**YOUR OBJECTIVE:** What is the number of lines in the data below that contain "write"? Answer with that number and no other words.

(Collected data entries)
--- START ---

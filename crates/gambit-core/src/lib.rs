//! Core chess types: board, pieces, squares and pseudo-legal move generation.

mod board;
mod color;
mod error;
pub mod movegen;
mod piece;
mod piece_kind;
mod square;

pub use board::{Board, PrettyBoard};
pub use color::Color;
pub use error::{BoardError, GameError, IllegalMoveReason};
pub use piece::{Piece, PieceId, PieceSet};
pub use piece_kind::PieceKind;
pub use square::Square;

--- END ---
--- START ---

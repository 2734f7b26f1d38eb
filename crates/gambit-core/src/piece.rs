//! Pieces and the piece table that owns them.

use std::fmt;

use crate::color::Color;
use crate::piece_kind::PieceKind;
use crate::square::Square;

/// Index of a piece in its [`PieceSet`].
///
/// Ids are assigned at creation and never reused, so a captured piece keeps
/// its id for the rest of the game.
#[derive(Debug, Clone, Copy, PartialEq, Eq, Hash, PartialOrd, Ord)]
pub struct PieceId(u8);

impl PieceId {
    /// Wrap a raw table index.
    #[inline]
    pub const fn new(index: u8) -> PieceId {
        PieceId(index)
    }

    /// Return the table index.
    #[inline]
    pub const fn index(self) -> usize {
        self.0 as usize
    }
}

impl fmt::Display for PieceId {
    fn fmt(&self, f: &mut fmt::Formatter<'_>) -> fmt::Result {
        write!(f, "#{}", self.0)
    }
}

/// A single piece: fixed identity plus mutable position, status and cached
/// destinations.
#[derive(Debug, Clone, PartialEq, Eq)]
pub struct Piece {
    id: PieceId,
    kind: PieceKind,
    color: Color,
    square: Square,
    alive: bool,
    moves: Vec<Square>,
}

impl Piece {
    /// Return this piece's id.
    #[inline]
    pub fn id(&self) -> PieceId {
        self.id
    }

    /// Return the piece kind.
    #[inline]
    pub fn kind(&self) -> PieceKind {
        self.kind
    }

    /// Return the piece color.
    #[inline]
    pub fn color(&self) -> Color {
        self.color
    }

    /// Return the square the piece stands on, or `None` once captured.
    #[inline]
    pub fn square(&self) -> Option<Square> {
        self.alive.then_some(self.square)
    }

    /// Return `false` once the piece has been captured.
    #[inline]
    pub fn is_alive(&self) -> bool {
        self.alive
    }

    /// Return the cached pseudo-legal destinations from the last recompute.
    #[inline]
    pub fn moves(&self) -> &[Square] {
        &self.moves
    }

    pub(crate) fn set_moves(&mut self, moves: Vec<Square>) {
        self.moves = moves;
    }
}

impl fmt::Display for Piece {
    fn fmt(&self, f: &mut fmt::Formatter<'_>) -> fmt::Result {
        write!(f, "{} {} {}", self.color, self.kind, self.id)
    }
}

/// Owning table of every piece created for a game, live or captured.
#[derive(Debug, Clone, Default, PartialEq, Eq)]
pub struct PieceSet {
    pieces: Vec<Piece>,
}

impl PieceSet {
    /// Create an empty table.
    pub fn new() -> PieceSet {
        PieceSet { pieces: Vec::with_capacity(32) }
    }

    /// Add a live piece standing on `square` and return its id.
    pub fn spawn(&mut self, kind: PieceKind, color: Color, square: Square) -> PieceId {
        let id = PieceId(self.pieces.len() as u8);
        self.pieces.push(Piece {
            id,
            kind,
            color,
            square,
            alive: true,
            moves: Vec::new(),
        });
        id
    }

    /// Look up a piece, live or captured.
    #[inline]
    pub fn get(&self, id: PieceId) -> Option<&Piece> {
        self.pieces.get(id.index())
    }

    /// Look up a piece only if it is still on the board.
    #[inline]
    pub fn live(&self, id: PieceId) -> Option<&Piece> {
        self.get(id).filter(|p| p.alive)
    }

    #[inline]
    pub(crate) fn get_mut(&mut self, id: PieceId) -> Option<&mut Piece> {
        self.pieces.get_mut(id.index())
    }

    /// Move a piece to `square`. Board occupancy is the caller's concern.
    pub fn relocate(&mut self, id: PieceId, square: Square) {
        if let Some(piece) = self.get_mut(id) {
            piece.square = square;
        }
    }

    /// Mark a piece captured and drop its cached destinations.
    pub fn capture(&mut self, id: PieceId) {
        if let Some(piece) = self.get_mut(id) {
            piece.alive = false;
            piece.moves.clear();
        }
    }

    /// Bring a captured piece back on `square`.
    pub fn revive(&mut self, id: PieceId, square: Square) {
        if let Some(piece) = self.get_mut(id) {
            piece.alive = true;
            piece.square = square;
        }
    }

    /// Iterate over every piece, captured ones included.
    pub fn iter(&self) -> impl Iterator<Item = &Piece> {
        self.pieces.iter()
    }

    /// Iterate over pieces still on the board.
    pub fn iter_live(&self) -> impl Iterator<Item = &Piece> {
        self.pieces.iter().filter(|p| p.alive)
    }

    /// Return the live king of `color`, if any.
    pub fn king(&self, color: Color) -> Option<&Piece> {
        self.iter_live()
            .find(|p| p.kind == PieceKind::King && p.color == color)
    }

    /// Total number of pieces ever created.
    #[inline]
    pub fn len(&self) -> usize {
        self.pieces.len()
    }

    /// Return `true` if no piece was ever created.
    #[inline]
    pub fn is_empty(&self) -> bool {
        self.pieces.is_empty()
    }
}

--- END ---

**RESPONSE AREA:** 2